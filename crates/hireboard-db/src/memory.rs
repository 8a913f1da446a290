//! In-memory store for testing
//!
//! Implements the store traits without PostgreSQL. Listings follow the same
//! keyset rules as the SQL repositories (newest first, `id < next_token`,
//! total counted before the cursor). Keyword matching approximates the
//! `simple` text search configuration: lowercase word tokens, every query
//! token must appear in the title or company.

use std::collections::HashMap;
use std::sync::{Arc, Mutex, MutexGuard};

use async_trait::async_trait;
use chrono::Utc;
use hireboard_core::{
    AppError, Application, ApplicationFilter, ApplicationListing, ApplicationStatus, Identified,
    Job, JobFilter, JobInput, NewApplication, Page, Role, User,
};
use uuid::Uuid;

use crate::db::{ApplicationStore, JobStore, UserStore};

#[derive(Default)]
struct State {
    jobs: HashMap<Uuid, Job>,
    applications: HashMap<Uuid, Application>,
    users: HashMap<Uuid, User>,
}

/// Mock store backing all three store traits
#[derive(Clone, Default)]
pub struct InMemoryStore {
    state: Arc<Mutex<State>>,
}

fn tokens(text: &str) -> Vec<String> {
    text.split(|c: char| !c.is_alphanumeric())
        .filter(|t| !t.is_empty())
        .map(|t| t.to_lowercase())
        .collect()
}

/// True when every word of `keyword` occurs in `title` or `company`.
pub fn keyword_matches(keyword: &str, title: &str, company: &str) -> bool {
    let document = tokens(&format!("{} {}", title, company));
    let query = tokens(keyword);
    !query.is_empty() && query.iter().all(|t| document.contains(t))
}

fn paginate<T: Identified>(
    mut rows: Vec<T>,
    page_size: i64,
    next_token: Option<Uuid>,
) -> Page<T> {
    rows.sort_by_key(|row| std::cmp::Reverse(row.id()));
    let total = rows.len() as i64;
    let items: Vec<T> = rows
        .into_iter()
        .filter(|row| next_token.map_or(true, |cursor| row.id() < cursor))
        .take(page_size.max(0) as usize + 1)
        .collect();
    Page::from_rows(total, items, page_size)
}

impl InMemoryStore {
    pub fn new() -> Self {
        Self::default()
    }

    fn lock(&self) -> MutexGuard<'_, State> {
        self.state.lock().unwrap_or_else(|poisoned| poisoned.into_inner())
    }

    /// Registers a user with a fresh id and returns it
    pub fn add_user(&self, role: Role, totp_secret: &str) -> User {
        let now = Utc::now();
        let user = User {
            id: Uuid::now_v7(),
            role,
            totp_secret: totp_secret.to_string(),
            totp_last_step: None,
            created_at: now,
            updated_at: now,
        };
        self.lock().users.insert(user.id, user.clone());
        user
    }

    pub fn add_job(&self, job: Job) {
        self.lock().jobs.insert(job.id, job);
    }

    pub fn application_count(&self) -> usize {
        self.lock().applications.len()
    }
}

#[async_trait]
impl JobStore for InMemoryStore {
    async fn list_jobs(&self, filter: &JobFilter) -> Result<Page<Job>, AppError> {
        if filter.page_size <= 0 {
            return Err(AppError::Internal("page size must be positive".to_string()));
        }
        let rows: Vec<Job> = self
            .lock()
            .jobs
            .values()
            .filter(|job| {
                filter
                    .keyword
                    .as_deref()
                    .map_or(true, |kw| keyword_matches(kw, &job.title, &job.company))
                    && filter.salary_min.map_or(true, |min| job.salary_min >= min)
                    && filter.salary_max.map_or(true, |max| job.salary_max <= max)
                    && filter.job_type.map_or(true, |jt| job.job_type == jt)
            })
            .cloned()
            .collect();

        Ok(paginate(rows, filter.page_size, filter.next_token))
    }

    async fn get_job(&self, id: Uuid) -> Result<Option<Job>, AppError> {
        Ok(self.lock().jobs.get(&id).cloned())
    }

    async fn create_job(&self, input: &JobInput) -> Result<Job, AppError> {
        let now = Utc::now();
        let job = Job {
            id: Uuid::now_v7(),
            title: input.title.clone(),
            company: input.company.clone(),
            job_type: input.job_type,
            salary_min: input.salary_min,
            salary_max: input.salary_max,
            created_at: now,
            updated_at: now,
        };
        self.lock().jobs.insert(job.id, job.clone());
        Ok(job)
    }

    async fn update_job(&self, id: Uuid, input: &JobInput) -> Result<Option<Job>, AppError> {
        let mut state = self.lock();
        let Some(job) = state.jobs.get_mut(&id) else {
            return Ok(None);
        };
        job.title = input.title.clone();
        job.company = input.company.clone();
        job.job_type = input.job_type;
        job.salary_min = input.salary_min;
        job.salary_max = input.salary_max;
        job.updated_at = Utc::now();
        Ok(Some(job.clone()))
    }

    async fn delete_job(&self, id: Uuid) -> Result<bool, AppError> {
        let mut state = self.lock();
        if state.jobs.remove(&id).is_none() {
            return Ok(false);
        }
        state.applications.retain(|_, application| application.job_id != id);
        Ok(true)
    }
}

#[async_trait]
impl ApplicationStore for InMemoryStore {
    async fn list_applications(
        &self,
        filter: &ApplicationFilter,
    ) -> Result<Page<ApplicationListing>, AppError> {
        if filter.page_size <= 0 {
            return Err(AppError::Internal("page size must be positive".to_string()));
        }
        let state = self.lock();
        let rows: Vec<ApplicationListing> = state
            .applications
            .values()
            .filter_map(|application| {
                let job = state.jobs.get(&application.job_id)?;
                Some(ApplicationListing {
                    id: application.id,
                    job_id: application.job_id,
                    job_title: job.title.clone(),
                    company: job.company.clone(),
                    user_id: application.user_id,
                    status: application.status,
                    resume_object_key: application.resume_object_key.clone(),
                    created_at: application.created_at,
                    updated_at: application.updated_at,
                })
            })
            .filter(|listing| {
                filter.status.map_or(true, |s| listing.status == s)
                    && filter.keyword.as_deref().map_or(true, |kw| {
                        keyword_matches(kw, &listing.job_title, &listing.company)
                    })
                    && filter.user_id.map_or(true, |u| listing.user_id == u)
                    && filter.job_id.map_or(true, |j| listing.job_id == j)
            })
            .collect();

        Ok(paginate(rows, filter.page_size, filter.next_token))
    }

    async fn create_application(&self, input: &NewApplication) -> Result<Application, AppError> {
        let mut state = self.lock();
        if !state.jobs.contains_key(&input.job_id) {
            return Err(AppError::BadRequest(format!(
                "job {} does not exist",
                input.job_id
            )));
        }
        if !state.users.contains_key(&input.user_id) {
            return Err(AppError::BadRequest(format!(
                "user {} does not exist",
                input.user_id
            )));
        }
        let now = Utc::now();
        let application = Application {
            id: Uuid::now_v7(),
            job_id: input.job_id,
            user_id: input.user_id,
            status: ApplicationStatus::Pending,
            resume_object_key: input.resume_object_key.clone(),
            created_at: now,
            updated_at: now,
        };
        state
            .applications
            .insert(application.id, application.clone());
        Ok(application)
    }
}

#[async_trait]
impl UserStore for InMemoryStore {
    async fn get_user(&self, id: Uuid) -> Result<Option<User>, AppError> {
        Ok(self.lock().users.get(&id).cloned())
    }

    async fn claim_totp_step(&self, id: Uuid, step: i64) -> Result<bool, AppError> {
        let mut state = self.lock();
        let Some(user) = state.users.get_mut(&id) else {
            return Ok(false);
        };
        if user.totp_last_step.is_some_and(|last| last >= step) {
            return Ok(false);
        }
        user.totp_last_step = Some(step);
        user.updated_at = Utc::now();
        Ok(true)
    }
}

* * * *

* YOUR ASSIGNMENT
Would you set down the full listing exactly as it reads?

* RESULT BELOW
filename crates/hireboard-db/src/memory.rs
repository 8a913f1da446a290
//! In-memory store for testing
//!
//! Implements the store traits without PostgreSQL. Listings follow the same
//! keyset rules as the SQL repositories (newest first, `id < next_token`,
//! total counted before the cursor). Keyword matching approximates the
//! `simple` text search configuration: lowercase word tokens, every query
//! token must appear in the title or company.

use std::collections::HashMap;
use std::sync::{Arc, Mutex, MutexGuard};

use async_trait::async_trait;
use chrono::Utc;
use hireboard_core::{
    AppError, Application, ApplicationFilter, ApplicationListing, ApplicationStatus, Identified,
    Job, JobFilter, JobInput, NewApplication, Page, Role, User,
};
use uuid::Uuid;

use crate::db::{ApplicationStore, JobStore, UserStore};

#[derive(Default)]
struct State {
    jobs: HashMap<Uuid, Job>,
    applications: HashMap<Uuid, Application>,
    users: HashMap<Uuid, User>,
}

/// Mock store backing all three store traits
#[derive(Clone, Default)]
pub struct InMemoryStore {
    state: Arc<Mutex<State>>,
}

fn tokens(text: &str) -> Vec<String> {
    text.split(|c: char| !c.is_alphanumeric())
        .filter(|t| !t.is_empty())
        .map(|t| t.to_lowercase())
        .collect()
}

/// True when every word of `keyword` occurs in `title` or `company`.
pub fn keyword_matches(keyword: &str, title: &str, company: &str) -> bool {
    let document = tokens(&format!("{} {}", title, company));
    let query = tokens(keyword);
    !query.is_empty() && query.iter().all(|t| document.contains(t))
}

fn paginate<T: Identified>(
    mut rows: Vec<T>,
    page_size: i64,
    next_token: Option<Uuid>,
) -> Page<T> {
    rows.sort_by_key(|row| std::cmp::Reverse(row.id()));
    let total = rows.len() as i64;
    let items: Vec<T> = rows
        .into_iter()
        .filter(|row| next_token.map_or(true, |cursor| row.id() < cursor))
        .take(page_size.max(0) as usize + 1)
        .collect();
    Page::from_rows(total, items, page_size)
}

impl InMemoryStore {
    pub fn new() -> Self {
        Self::default()
    }

    fn lock(&self) -> MutexGuard<'_, State> {
        self.state.lock().unwrap_or_else(|poisoned| poisoned.into_inner())
    }

    /// Registers a user with a fresh id and returns it
    pub fn add_user(&self, role: Role, totp_secret: &str) -> User {
        let now = Utc::now();
        let user = User {
            id: Uuid::now_v7(),
            role,
            totp_secret: totp_secret.to_string(),
            totp_last_step: None,
            created_at: now,
            updated_at: now,
        };
        self.lock().users.insert(user.id, user.clone());
        user
    }

    pub fn add_job(&self, job: Job) {
        self.lock().jobs.insert(job.id, job);
    }

    pub fn application_count(&self) -> usize {
        self.lock().applications.len()
    }
}

#[async_trait]
impl JobStore for InMemoryStore {
    async fn list_jobs(&self, filter: &JobFilter) -> Result<Page<Job>, AppError> {
        if filter.page_size <= 0 {
            return Err(AppError::Internal("page size must be positive".to_string()));
        }
        let rows: Vec<Job> = self
            .lock()
            .jobs
            .values()
            .filter(|job| {
                filter
                    .keyword
                    .as_deref()
                    .map_or(true, |kw| keyword_matches(kw, &job.title, &job.company))
                    && filter.salary_min.map_or(true, |min| job.salary_min >= min)
                    && filter.salary_max.map_or(true, |max| job.salary_max <= max)
                    && filter.job_type.map_or(true, |jt| job.job_type == jt)
            })
            .cloned()
            .collect();

        Ok(paginate(rows, filter.page_size, filter.next_token))
    }

    async fn get_job(&self, id: Uuid) -> Result<Option<Job>, AppError> {
        Ok(self.lock().jobs.get(&id).cloned())
    }

    async fn create_job(&self, input: &JobInput) -> Result<Job, AppError> {
        let now = Utc::now();
        let job = Job {
            id: Uuid::now_v7(),
            title: input.title.clone(),
            company: input.company.clone(),
            job_type: input.job_type,
            salary_min: input.salary_min,
            salary_max: input.salary_max,
            created_at: now,
            updated_at: now,
        };
        self.lock().jobs.insert(job.id, job.clone());
        Ok(job)
    }

    async fn update_job(&self, id: Uuid, input: &JobInput) -> Result<Option<Job>, AppError> {
        let mut state = self.lock();
        let Some(job) = state.jobs.get_mut(&id) else {
            return Ok(None);
        };
        job.title = input.title.clone();
        job.company = input.company.clone();
        job.job_type = input.job_type;
        job.salary_min = input.salary_min;
        job.salary_max = input.salary_max;
        job.updated_at = Utc::now();
        Ok(Some(job.clone()))
    }

    async fn delete_job(&self, id: Uuid) -> Result<bool, AppError> {
        let mut state = self.lock();
        if state.jobs.remove(&id).is_none() {
            return Ok(false);
        }
        state.applications.retain(|_, application| application.job_id != id);
        Ok(true)
    }
}

#[async_trait]
impl ApplicationStore for InMemoryStore {
    async fn list_applications(
        &self,
        filter: &ApplicationFilter,
    ) -> Result<Page<ApplicationListing>, AppError> {
        if filter.page_size <= 0 {
            return Err(AppError::Internal("page size must be positive".to_string()));
        }
        let state = self.lock();
        let rows: Vec<ApplicationListing> = state
            .applications
            .values()
            .filter_map(|application| {
                let job = state.jobs.get(&application.job_id)?;
                Some(ApplicationListing {
                    id: application.id,
                    job_id: application.job_id,
                    job_title: job.title.clone(),
                    company: job.company.clone(),
                    user_id: application.user_id,
                    status: application.status,
                    resume_object_key: application.resume_object_key.clone(),
                    created_at: application.created_at,
                    updated_at: application.updated_at,
                })
            })
            .filter(|listing| {
                filter.status.map_or(true, |s| listing.status == s)
                    && filter.keyword.as_deref().map_or(true, |kw| {
                        keyword_matches(kw, &listing.job_title, &listing.company)
                    })
                    && filter.user_id.map_or(true, |u| listing.user_id == u)
                    && filter.job_id.map_or(true, |j| listing.job_id == j)
            })
            .collect();

        Ok(paginate(rows, filter.page_size, filter.next_token))
    }

    async fn create_application(&self, input: &NewApplication) -> Result<Application, AppError> {
        let mut state = self.lock();
        if !state.jobs.contains_key(&input.job_id) {
            return Err(AppError::BadRequest(format!(
                "job {} does not exist",
                input.job_id
            )));
        }
        if !state.users.contains_key(&input.user_id) {
            return Err(AppError::BadRequest(format!(
                "user {} does not exist",
                input.user_id
            )));
        }
        let now = Utc::now();
        let application = Application {
            id: Uuid::now_v7(),
            job_id: input.job_id,
            user_id: input.user_id,
            status: ApplicationStatus::Pending,
            resume_object_key: input.resume_object_key.clone(),
            created_at: now,
            updated_at: now,
        };
        state
            .applications
            .insert(application.id, application.clone());
        Ok(application)
    }
}

#[async_trait]
impl UserStore for InMemoryStore {
    async fn get_user(&self, id: Uuid) -> Result<Option<User>, AppError> {
        Ok(self.lock().users.get(&id).cloned())
    }

    async fn claim_totp_step(&self, id: Uuid, step: i64) -> Result<bool, AppError> {
        let mut state = self.lock();
        let Some(user) = state.users.get_mut(&id) else {
            return Ok(false);
        };
        if user.totp_last_step.is_some_and(|last| last >= step) {
            return Ok(false);
        }
        user.totp_last_step = Some(step);
        user.updated_at = Utc::now();
        Ok(true)
    }
}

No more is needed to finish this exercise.